- Authors
1. AI Can Make Webtoons?
Creating a webtoon typically requires three things:
- Story - What the narrative is about
- Characters - Who appears in the story
- Art - Drawing the scenes
AI can handle all three. In this post, I share how I used the Gemini API to automatically create webtoons from story generation to image creation, with only a topic as input.
The key is pre-configuring templates and characters. Once the setup is done, you can keep producing webtoons by simply changing the topic.
2. Overall Architecture
User input (topic + character selection)
|
[Stage 1] Script generation (Gemini Text API)
-> Generate title, scene descriptions, and dialogue as JSON
|
[Stage 2] User edits the script (optional)
-> Manually edit dialogue or scenes
|
[Stage 3] Image generation (Gemini Image API)

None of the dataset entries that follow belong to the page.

//! Preview stream wire format.
//!
//! Each frame is a 12-byte header of three big-endian `u32` values
//! (height, width, channels) followed by exactly `height * width * channels`
//! bytes of row-major, channel-interleaved pixel data.

use crate::error::{OfficecamError, PreviewError, Result};
use crate::frame::Frame;
use bytes::{Buf, BufMut, Bytes, BytesMut};
use std::time::SystemTime;
use tokio::io::{AsyncRead, AsyncReadExt, AsyncWrite, AsyncWriteExt};

pub const HEADER_LEN: usize = 12;

/// Largest payload a receiver accepts
pub const MAX_PAYLOAD: usize = 256 * 1024 * 1024;

#[derive(Debug, Clone, Copy, PartialEq, Eq)]
pub struct FrameHeader {
    pub height: u32,
    pub width: u32,
    pub channels: u32,
}

impl FrameHeader {
    pub fn for_frame(frame: &Frame) -> Self {
        Self {
            height: frame.height,
            width: frame.width,
            channels: frame.channels,
        }
    }

    pub fn payload_len(&self) -> usize {
        self.height as usize * self.width as usize * self.channels as usize
    }
}

pub fn encode_header(header: &FrameHeader) -> [u8; HEADER_LEN] {
    let mut buf = [0u8; HEADER_LEN];
    let mut cursor = &mut buf[..];
    cursor.put_u32(header.height);
    cursor.put_u32(header.width);
    cursor.put_u32(header.channels);
    buf
}

/// Header and payload in one contiguous buffer
pub fn encode_frame(frame: &Frame) -> Bytes {
    let mut buf = BytesMut::with_capacity(HEADER_LEN + frame.len());
    buf.put_slice(&encode_header(&FrameHeader::for_frame(frame)));
    buf.put_slice(frame.data.as_slice());
    buf.freeze()
}

pub fn decode_header(raw: &[u8; HEADER_LEN]) -> std::result::Result<FrameHeader, PreviewError> {
    let mut cursor = &raw[..];
    let header = FrameHeader {
        height: cursor.get_u32(),
        width: cursor.get_u32(),
        channels: cursor.get_u32(),
    };

    if header.height == 0 || header.width == 0 || header.channels == 0 {
        return Err(PreviewError::Protocol {
            details: format!("zero dimension in header {:?}", header),
        });
    }

    let len = (header.height as u64) * (header.width as u64) * (header.channels as u64);
    if len > MAX_PAYLOAD as u64 {
        return Err(PreviewError::Protocol {
            details: format!("payload of {} bytes exceeds limit of {}", len, MAX_PAYLOAD),
        });
    }

    Ok(header)
}

pub async fn write_frame<W>(writer: &mut W, frame: &Frame) -> std::io::Result<()>
where
    W: AsyncWrite + Unpin,
{
    writer
        .write_all(&encode_header(&FrameHeader::for_frame(frame)))
        .await?;
    writer.write_all(frame.data.as_slice()).await?;
    writer.flush().await
}

/// Read one frame. `Ok(None)` means the peer closed the stream between frames.
pub async fn read_frame<R>(reader: &mut R, id: u64) -> Result<Option<Frame>>
where
    R: AsyncRead + Unpin,
{
    let mut raw = [0u8; HEADER_LEN];
    let mut filled = 0;
    while filled < HEADER_LEN {
        let n = reader.read(&mut raw[filled..]).await?;
        if n == 0 {
            if filled == 0 {
                return Ok(None);
            }
            return Err(PreviewError::Protocol {
                details: format!("stream closed after {} header bytes", filled),
            }
            .into());
        }
        filled += n;
    }

    let header = decode_header(&raw)?;
    let mut payload = vec![0u8; header.payload_len()];
    reader.read_exact(&mut payload).await.map_err(|e| {
        if e.kind() == std::io::ErrorKind::UnexpectedEof {
            OfficecamError::from(PreviewError::Protocol {
                details: format!("stream closed inside a {} byte payload", header.payload_len()),
            })
        } else {
            OfficecamError::from(e)
        }
    })?;

    Frame::new(
        id,
        SystemTime::now(),
        header.height,
        header.width,
        header.channels,
        payload,
    )
    .map(Some)
}
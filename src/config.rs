use config::{Config, ConfigBuilder, ConfigError, Environment, File};
use config::builder::DefaultState;
use serde::{Deserialize, Serialize};
use std::net::{IpAddr, SocketAddr};
use std::path::Path;
use std::time::Duration;
use tracing::{debug, info};

#[derive(Debug, Deserialize, Serialize, Clone, PartialEq)]
pub struct OfficecamConfig {
    pub camera: CameraConfig,
    pub pipeline: PipelineConfig,
    pub report: ReportConfig,
    pub watchdog: WatchdogConfig,
    pub upload: UploadConfig,
    pub preview: PreviewConfig,
    pub logging: LoggingConfig,
}

#[derive(Debug, Deserialize, Serialize, Clone, PartialEq)]
pub struct CameraConfig {
    /// Frame source backend: "test" or "gstreamer"
    #[serde(default = "default_camera_source")]
    pub source: String,

    /// GStreamer source element description used by the "gstreamer" backend
    #[serde(default = "default_camera_pipeline")]
    pub pipeline: String,

    /// Capture resolution (width, height)
    #[serde(default = "default_camera_resolution")]
    pub resolution: (u32, u32),

    /// Frames per second requested from the sensor
    #[serde(default = "default_camera_fps")]
    pub fps: u32,

    /// Upper bound on a single capture call in milliseconds
    #[serde(default = "default_capture_timeout_ms")]
    pub capture_timeout_ms: u64,
}

#[derive(Debug, Deserialize, Serialize, Clone, PartialEq)]
pub struct PipelineConfig {
    /// Resolution fed to the tracker (width, height)
    #[serde(default = "default_downscaled_resolution")]
    pub downscaled_resolution: (u32, u32),

    /// How long the processing loop waits on the frame queue before re-checking shutdown
    #[serde(default = "default_pop_timeout_ms")]
    pub pop_timeout_ms: u64,

    /// Bounded wait when joining pipeline workers on stop
    #[serde(default = "default_join_timeout_ms")]
    pub join_timeout_ms: u64,
}

#[derive(Debug, Deserialize, Serialize, Clone, PartialEq)]
pub struct ReportConfig {
    /// Base URL of the core service. Reporting is disabled when unset.
    #[serde(default)]
    pub core_url: Option<String>,

    /// Minimum seconds between two reports
    #[serde(default = "default_report_interval")]
    pub interval_seconds: u64,

    /// HTTP request timeout in seconds
    #[serde(default = "default_request_timeout")]
    pub request_timeout_seconds: u64,

    /// JPEG quality of the attached snapshot
    #[serde(default = "default_jpeg_quality")]
    pub jpeg_quality: u8,
}

#[derive(Debug, Deserialize, Serialize, Clone, PartialEq)]
pub struct WatchdogConfig {
    #[serde(default = "default_watchdog_poll")]
    pub poll_interval_seconds: u64,

    #[serde(default = "default_watchdog_threshold")]
    pub stale_threshold_seconds: u64,

    /// Process exit status used for a forced restart
    #[serde(default = "default_watchdog_exit_code")]
    pub exit_code: i32,
}

#[derive(Debug, Deserialize, Serialize, Clone, PartialEq)]
pub struct UploadConfig {
    /// Remote media sink (rtmp://, udp://host:port, tcp://host:port). Sidecar disabled when unset.
    #[serde(default)]
    pub sink: Option<String>,

    /// GStreamer source element description for the encoder branch
    #[serde(default = "default_upload_pipeline")]
    pub pipeline: String,

    #[serde(default = "default_upload_bitrate")]
    pub bitrate_kbps: u32,

    #[serde(default = "default_upload_retry_delay")]
    pub retry_delay_seconds: u64,

    #[serde(default = "default_upload_check_interval")]
    pub check_interval_ms: u64,
}

#[derive(Debug, Deserialize, Serialize, Clone, PartialEq)]
pub struct PreviewConfig {
    #[serde(default = "default_preview_ip")]
    pub bind_ip: String,

    #[serde(default = "default_command_port")]
    pub command_port: u16,

    #[serde(default = "default_stream_port")]
    pub stream_port: u16,

    /// Per-frame socket write timeout for the stream sender
    #[serde(default = "default_send_timeout_ms")]
    pub send_timeout_ms: u64,

    /// How long the sender waits for a frame before re-checking its state
    #[serde(default = "default_preview_pop_timeout_ms")]
    pub queue_pop_timeout_ms: u64,
}

#[derive(Debug, Deserialize, Serialize, Clone, PartialEq)]
pub struct LoggingConfig {
    #[serde(default = "default_log_level")]
    pub level: String,

    /// Output format: pretty, compact or json
    #[serde(default = "default_log_format")]
    pub format: String,

    /// Directory for the daily rolling log file. File logging disabled when unset.
    #[serde(default)]
    pub directory: Option<String>,
}

impl CameraConfig {
    pub fn capture_timeout(&self) -> Duration {
        Duration::from_millis(self.capture_timeout_ms)
    }
}

impl PipelineConfig {
    pub fn pop_timeout(&self) -> Duration {
        Duration::from_millis(self.pop_timeout_ms)
    }

    pub fn join_timeout(&self) -> Duration {
        Duration::from_millis(self.join_timeout_ms)
    }
}

impl ReportConfig {
    pub fn interval(&self) -> Duration {
        Duration::from_secs(self.interval_seconds)
    }

    pub fn request_timeout(&self) -> Duration {
        Duration::from_secs(self.request_timeout_seconds)
    }
}

impl WatchdogConfig {
    pub fn poll_interval(&self) -> Duration {
        Duration::from_secs(self.poll_interval_seconds)
    }

    pub fn stale_threshold(&self) -> Duration {
        Duration::from_secs(self.stale_threshold_seconds)
    }
}

impl UploadConfig {
    pub fn retry_delay(&self) -> Duration {
        Duration::from_secs(self.retry_delay_seconds)
    }

    pub fn check_interval(&self) -> Duration {
        Duration::from_millis(self.check_interval_ms)
    }
}

impl PreviewConfig {
    pub fn command_addr(&self) -> Result<SocketAddr, ConfigError> {
        Ok(SocketAddr::new(self.ip()?, self.command_port))
    }

    pub fn stream_addr(&self) -> Result<SocketAddr, ConfigError> {
        Ok(SocketAddr::new(self.ip()?, self.stream_port))
    }

    pub fn send_timeout(&self) -> Duration {
        Duration::from_millis(self.send_timeout_ms)
    }

    pub fn queue_pop_timeout(&self) -> Duration {
        Duration::from_millis(self.queue_pop_timeout_ms)
    }

    fn ip(&self) -> Result<IpAddr, ConfigError> {
        self.bind_ip.parse().map_err(|e| {
            ConfigError::Message(format!("Invalid preview bind_ip '{}': {}", self.bind_ip, e))
        })
    }
}

/// Flat variable names used by existing deployments, mapped onto config keys.
const LEGACY_ENV_KEYS: &[(&str, &str)] = &[
    ("CORE_URL", "report.core_url"),
    ("UPLOAD_SINK", "upload.sink"),
    ("PREVIEW_PORT", "preview.command_port"),
    ("PREVIEW_STREAM_PORT", "preview.stream_port"),
    ("LOG_LEVEL", "logging.level"),
];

-> Generate each page as an actual image
|
Finished webtoon
The 2-stage pipeline is the key. By separating text generation from image generation, a human can modify the script in between. If the AI-written dialogue does not feel right, change it. If it is fine, pass it straight to image generation.
3. Character Setup
3.1 Character Library
Characters are defined in advance. Each character has a name and a reference image:
const CHARACTERS = [
{ name: "JUN", image: "JUN.jpg" },
{ name: "Jeff", image: "Jeff.jpg" },
{ name: "Hypurr", image: "hypurr.jpg" },
{ name: "Max", image: "Max.jpg" },
// ... up to 18 characters
];
const MAX_CHARACTERS = 5; // Max 5 per webtoon

The reason for pre-defining characters is consistency. If you ask "draw a cat character" every time, you get a different character each time. But if you describe "this character has these specific features" in detail, the AI draws a similar character in every panel.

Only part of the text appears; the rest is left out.